Three different array designs were fabricated and then tested. The most recent design integrated three ceramic “subelements” per element, a dual matching layer, an “air” kerf separating each element and a TPX lens. The fabrication of this device has been described below. Both one dimensional equivalent circuits and multi dimensional finite element models were employed for analyzing the design. The Redwood equivalent circuit in PSPICE was used to select backing and matching materials and provide general design guidelines. For a more accurate representation of the performance the time domain finite element code PZFLEX (Weidleinger Associates, Inc, Los Altos, CA) was used.

A 2-2 composite was fabricated as described in section 2 and then lapped to a thickness of 0.100 mm. The ceramic posts were 0.025 mm wide and the kerf was 0.008 mm wide. Next, the conductive epoxy backing, acoustic impedance of 5.5 Mrayls, was cast in place on the back of the composite. This backing was lapped flat and a frame was bonded to the edges of the whole assembly. This frame was fabricated from a machinable ceramic with a low dielectric constant. It was used for providing a surface for the conductive traces connecting each element on the face of the array. An additional 0.047 mm was lapped from the face, for a final composite thickness of 0.053 mm, after this frame was in place.
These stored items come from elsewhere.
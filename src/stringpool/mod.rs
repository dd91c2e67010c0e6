//! Interned string and style storage for compiled resources.
//!
//! Every string a compiled resource table references (string values, file paths, span tag
//! names) lives in a [`StringPool`] and is addressed by its dense pool index. Values hold
//! reference-counted handles ([`StringRef`], [`StyleRef`]) instead of indices, so the pool is
//! free to reorder, merge and prune its entries; after each such operation the handles report
//! their new index.
//!
//! # Architecture
//!
//! - [`StringPool`] - Owns the entries and styles, deduplicates plain strings
//! - [`StringRef`] / [`StyleRef`] - Counted handles, one live handle per holder
//! - [`Context`] - Priority and configuration hint used when sorting
//! - `writer` - [`StringPool::flatten`] into the binary pool format
//! - `reader` - [`StringPoolView`] over a flattened pool
//!
//! # Reference Counting
//!
//! Handles are `Rc` clones of the pool's own slot. The count of an entry is the number of
//! live handles excluding the pool's slot, so an entry with no handles has a count of zero
//! and is dropped by the next [`StringPool::prune`]. Nothing is removed eagerly.
//!
//! # Usage Examples
//!
//! ```rust
//! use resforge::stringpool::{StringPool, StyleSpan, StyleString};
//!
//! let mut pool = StringPool::new();
//! let hello = pool.make_ref("hello");
//! let again = pool.make_ref("hello");
//! assert_eq!(hello.index(), again.index());
//! assert_eq!(pool.len(), 1);
//!
//! let styled = pool.make_style_ref(&StyleString {
//!     text: "hello".to_string(),
//!     spans: vec![StyleSpan::new("b", 0, 4)],
//! });
//! assert_ne!(styled.index(), hello.index());
//!
//! let data = StringPool::flatten(&pool, true)?;
//! assert!(!data.is_empty());
//! # Ok::<(), resforge::Error>(())
//! ```

use std::{
    cell::Cell,
    cmp::Ordering,
    collections::{HashMap, HashSet},
    fmt,
    rc::Rc,
};

use widestring::{U16Str, U16String};

use crate::config::ConfigDescription;

mod reader;
mod writer;

pub use reader::StringPoolView;

/// Sorting hint attached to a pooled string.
///
/// Strings with a lower priority value sort first; the configuration groups strings that
/// are used by the same configuration.
#[derive(Debug, Clone, PartialEq, Eq, Hash)]
pub struct Context {
    /// Sort priority, lower first.
    pub priority: u32,
    /// Configuration of the value that references the string.
    pub config: ConfigDescription,
}

impl Context {
    /// Priority for strings that should come first.
    pub const HIGH_PRIORITY: u32 = 1;
    /// Priority of strings created without an explicit context.
    pub const NORMAL_PRIORITY: u32 = 0x7fff_ffff;
    /// Priority for strings that should come last.
    pub const LOW_PRIORITY: u32 = 0xffff_ffff;

    /// Creates a context with the given priority and the default configuration.
    #[must_use]
    pub fn with_priority(priority: u32) -> Self {
        Self {
            priority,
            config: ConfigDescription::default_config(),
        }
    }

    /// Creates a context with normal priority for the given configuration.
    #[must_use]
    pub fn with_config(config: ConfigDescription) -> Self {
        Self {
            priority: Self::NORMAL_PRIORITY,
            config,
        }
    }
}

impl Default for Context {
    fn default() -> Self {
        Self::with_priority(Self::NORMAL_PRIORITY)
    }
}

/// One interned string.
#[derive(Debug)]
pub struct Entry {
    value: U16String,
    context: Context,
    index: Cell<usize>,
}

impl Entry {
    /// Returns the UTF-16 content.
    #[must_use]
    pub fn value(&self) -> &U16Str {
        &self.value
    }

    /// Returns the sorting context.
    #[must_use]
    pub fn context(&self) -> &Context {
        &self.context
    }

    /// Returns the current dense index.
    #[must_use]
    pub fn index(&self) -> usize {
        self.index.get()
    }
}

/// Counted handle to a plain pool string.
///
/// Cloning the handle counts as an additional reference, dropping it releases one.
#[derive(Clone)]
pub struct StringRef(Rc<Entry>);

impl StringRef {
    /// Returns the current index of the string in its pool.
    #[must_use]
    pub fn index(&self) -> usize {
        self.0.index()
    }

    /// Returns the UTF-16 content.
    #[must_use]
    pub fn value(&self) -> &U16Str {
        self.0.value()
    }

    /// Returns the sorting context.
    #[must_use]
    pub fn context(&self) -> &Context {
        self.0.context()
    }

    /// Returns the content as a Rust string, replacing unpaired surrogates.
    #[must_use]
    pub fn to_string_lossy(&self) -> String {
        self.0.value.to_string_lossy()
    }

    /// Returns the number of live handles to this string, excluding the pool's own slot.
    #[must_use]
    pub fn ref_count(&self) -> usize {
        Rc::strong_count(&self.0).saturating_sub(1)
    }

    /// Returns true if both handles point at the same pool entry.
    #[must_use]
    pub fn ptr_eq(&self, other: &StringRef) -> bool {
        Rc::ptr_eq(&self.0, &other.0)
    }
}

impl PartialEq for StringRef {
    /// Handles compare by content, not by identity.
    fn eq(&self, other: &Self) -> bool {
        self.value() == other.value()
    }
}

impl Eq for StringRef {}

impl fmt::Debug for StringRef {
    fn fmt(&self, f: &mut fmt::Formatter<'_>) -> fmt::Result {
        write!(f, "StringRef({}, {:?})", self.index(), self.to_string_lossy())
    }
}

impl fmt::Display for StringRef {
    fn fmt(&self, f: &mut fmt::Formatter<'_>) -> fmt::Result {
        write!(f, "{}", self.to_string_lossy())
    }
}

/// A formatting span of a pooled style.
#[derive(Debug, Clone, PartialEq, Eq)]
pub struct Span {
    /// Tag name, interned in the same pool as the style.
    pub name: StringRef,
    /// Index of the first UTF-16 unit the span covers.
    pub first_char: u32,
    /// Index of the last UTF-16 unit the span covers, inclusive.
    pub last_char: u32,
}

/// A styled string: a backing string entry plus its spans.
#[derive(Debug)]
pub struct StyleEntry {
    str: StringRef,
    spans: Vec<Span>,
}

impl StyleEntry {
    /// Returns the handle of the backing string.
    #[must_use]
    pub fn str(&self) -> &StringRef {
        &self.str
    }

    /// Returns the spans in insertion order.
    #[must_use]
    pub fn spans(&self) -> &[Span] {
        &self.spans
    }
}

/// Counted handle to a pooled style.
#[derive(Clone)]
pub struct StyleRef(Rc<StyleEntry>);

impl StyleRef {
    /// Returns the index of the backing string, which is also the style's index.
    #[must_use]
    pub fn index(&self) -> usize {
        self.0.str.index()
    }

    /// Returns the handle of the backing string.
    #[must_use]
    pub fn str(&self) -> &StringRef {
        &self.0.str
    }

    /// Returns the spans of the style.
    #[must_use]
    pub fn spans(&self) -> &[Span] {
        &self.0.spans
    }

    /// Returns the number of live handles to this style, excluding the pool's own slot.
    #[must_use]
    pub fn ref_count(&self) -> usize {
        Rc::strong_count(&self.0).saturating_sub(1)
    }

    /// Returns true if both handles point at the same pool style.
    #[must_use]
    pub fn ptr_eq(&self, other: &StyleRef) -> bool {
        Rc::ptr_eq(&self.0, &other.0)
    }
}

impl PartialEq for StyleRef {
    /// Styles compare by text and spans, not by identity.
    fn eq(&self, other: &Self) -> bool {
        self.str() == other.str() && self.spans() == other.spans()
    }
}

impl Eq for StyleRef {}

impl fmt::Debug for StyleRef {
    fn fmt(&self, f: &mut fmt::Formatter<'_>) -> fmt::Result {
        f.debug_struct("StyleRef")
            .field("index", &self.index())
            .field("str", &self.str().to_string_lossy())
            .field("spans", &self.spans().len())
            .finish()
    }
}

/// Span description used to build a style, with an unpooled tag name.
#[derive(Debug, Clone, PartialEq, Eq)]
pub struct StyleSpan {
    /// Tag name such as `b` or `font;color=red`.
    pub name: String,
    /// Index of the first UTF-16 unit the span covers.
    pub first_char: u32,
    /// Index of the last UTF-16 unit the span covers, inclusive.
    pub last_char: u32,
}

impl StyleSpan {
    /// Creates a span description.
    pub fn new(name: impl Into<String>, first_char: u32, last_char: u32) -> Self {
        Self {
            name: name.into(),
            first_char,
            last_char,
        }
    }
}

/// A styled string before it is pooled.
#[derive(Debug, Clone, Default, PartialEq, Eq)]
pub struct StyleString {
    /// The text.
    pub text: String,
    /// Formatting spans over `text`.
    pub spans: Vec<StyleSpan>,
}

/// Owner of interned strings and styles.
///
/// Plain strings are deduplicated by content and priority. Styled strings are never
/// deduplicated, since two spans over equal text still carry separate identities.
#[derive(Debug, Default)]
pub struct StringPool {
    strings: Vec<Rc<Entry>>,
    styles: Vec<Rc<StyleEntry>>,
    indexed: HashMap<(U16String, u32), usize>,
}

impl StringPool {
    /// Creates an empty pool.
    #[must_use]
    pub fn new() -> Self {
        Self::default()
    }

    /// Interns a plain string with the default context.
    pub fn make_ref(&mut self, value: &str) -> StringRef {
        self.make_ref_with_context(value, Context::default())
    }

    /// Interns a plain string with an explicit context.
    ///
    /// An existing entry with equal content and priority is reused; its original context
    /// is kept.
    pub fn make_ref_with_context(&mut self, value: &str, context: Context) -> StringRef {
        self.make_ref_impl(U16String::from_str(value), context, true)
    }

    /// Interns the content and context of a handle from another pool.
    pub fn make_ref_from(&mut self, other: &StringRef) -> StringRef {
        self.make_ref_impl(other.value().to_owned(), other.context().clone(), true)
    }

    fn make_ref_impl(&mut self, value: U16String, context: Context, unique: bool) -> StringRef {
        let key = (value, context.priority);
        if unique {
            if let Some(&position) = self.indexed.get(&key) {
                return StringRef(Rc::clone(&self.strings[position]));
            }
        }

        let position = self.strings.len();
        let entry = Rc::new(Entry {
            value: key.0.clone(),
            context,
            index: Cell::new(position),
        });
        self.strings.push(Rc::clone(&entry));
        if unique {
            self.indexed.insert(key, position);
        }

        StringRef(entry)
    }

    /// Adds a styled string with the default context.
    pub fn make_style_ref(&mut self, style: &StyleString) -> StyleRef {
        self.make_style_ref_with_context(style, Context::default())
    }

    /// Adds a styled string.
    ///
    /// The text always gets a fresh entry that is not reachable through deduplication; span
    /// names are interned as plain strings.
    pub fn make_style_ref_with_context(
        &mut self,
        style: &StyleString,
        context: Context,
    ) -> StyleRef {
        let text = self.make_ref_impl(U16String::from_str(&style.text), context, false);
        let spans = style
            .spans
            .iter()
            .map(|span| Span {
                name: self.make_ref(&span.name),
                first_char: span.first_char,
                last_char: span.last_char,
            })
            .collect();

        self.push_style(text, spans)
    }

    /// Copies a style from another pool into this one.
    pub fn make_style_ref_from(&mut self, other: &StyleRef) -> StyleRef {
        let text = self.make_ref_impl(
            other.str().value().to_owned(),
            other.str().context().clone(),
            false,
        );
        let spans = other
            .spans()
            .iter()
            .map(|span| Span {
                name: self.make_ref_from(&span.name),
                first_char: span.first_char,
                last_char: span.last_char,
            })
            .collect();

        self.push_style(text, spans)
    }

    fn push_style(&mut self, text: StringRef, spans: Vec<Span>) -> StyleRef {
        let style = Rc::new(StyleEntry { str: text, spans });
        self.styles.push(Rc::clone(&style));
        StyleRef(style)
    }

    /// Moves every entry and style of `other` into this pool.
    ///
    /// Handles created by `other` stay valid and now report indices in this pool. Entries
    /// are not deduplicated against the existing ones.
    pub fn merge(&mut self, mut other: StringPool) {
        self.strings.append(&mut other.strings);
        self.styles.append(&mut other.styles);
        self.reassign_indices();
    }

    /// Removes every entry and style that no handle references any more.
    ///
    /// Styles are pruned first, so the backing strings of dropped styles are released in
    /// the same pass.
    pub fn prune(&mut self) {
        self.styles.retain(|style| Rc::strong_count(style) > 1);
        self.strings.retain(|entry| Rc::strong_count(entry) > 1);
        self.reassign_indices();
    }

    /// Reorders the entries with `cmp`, then reorders styles to follow their backing
    /// strings.
    pub fn sort<F>(&mut self, mut cmp: F)
    where
        F: FnMut(&Entry, &Entry) -> Ordering,
    {
        self.strings.sort_by(|a, b| cmp(&**a, &**b));
        self.reassign_indices();
        self.styles.sort_by_key(|style| style.str.index());
    }

    /// Sorts by context priority, then configuration, then content.
    pub fn sort_by_context(&mut self) {
        self.sort(|a, b| {
            a.context
                .priority
                .cmp(&b.context.priority)
                .then_with(|| a.context.config.cmp(&b.context.config))
                .then_with(|| a.value.as_slice().cmp(b.value.as_slice()))
        });
    }

    fn reassign_indices(&mut self) {
        self.indexed.clear();
        for (position, entry) in self.strings.iter().enumerate() {
            entry.index.set(position);
        }

        let styled: HashSet<usize> = self.styles.iter().map(|s| s.str.index()).collect();
        for (position, entry) in self.strings.iter().enumerate() {
            if styled.contains(&position) {
                continue;
            }
            self.indexed
                .entry((entry.value.clone(), entry.context.priority))
                .or_insert(position);
        }
    }

    /// Returns the number of string entries, styled ones included.
    #[must_use]
    pub fn len(&self) -> usize {
        self.strings.len()
    }

    /// Returns true if the pool holds no strings.
    #[must_use]
    pub fn is_empty(&self) -> bool {
        self.strings.is_empty()
    }

    /// Returns the number of styles.
    #[must_use]
    pub fn styles_len(&self) -> usize {
        self.styles.len()
    }

    /// Iterates over the entries in index order.
    pub fn iter(&self) -> impl Iterator<Item = &Entry> {
        self.strings.iter().map(|entry| entry.as_ref())
    }

    /// Iterates over the styles in their current order.
    pub fn styles(&self) -> impl Iterator<Item = &StyleEntry> {
        self.styles.iter().map(|style| style.as_ref())
    }
}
Interconnect reliability was a significant problem with the first prototypes. Sputtered Au/Cr electrcodes were used for wrapping the traces around the edges of the machinable ceramic. A dicing operation was then used in order to separate the wraparound traces. This method resulted in a loss of interconnect through small breaks in the metallization. An electroless deposition process proved to be more reliable, but adhesion was still problematic. Most recently, posts of brass have been included to the machinable ceramic for conductivity in only the z-direction. Preliminary results are encouraging.

A conductive epoxy (5.9 Mrayl) was employed as the first matching layer to decrease the possibility of losing electrical connection to one of the elements. A concern with this epoxy was the attenuation of 112 dB/mm at 30 MHz. This high value was perhaps because of the large silver flakes combined into the epoxy matrix. A 3 dB reduction in the sensitivity was expected since the desired matching layer thickness as determined from modeling was .014 mm. This attenuation, although undesirable, could be tolerated, and may even help in decreasing near field clutter in the image [16].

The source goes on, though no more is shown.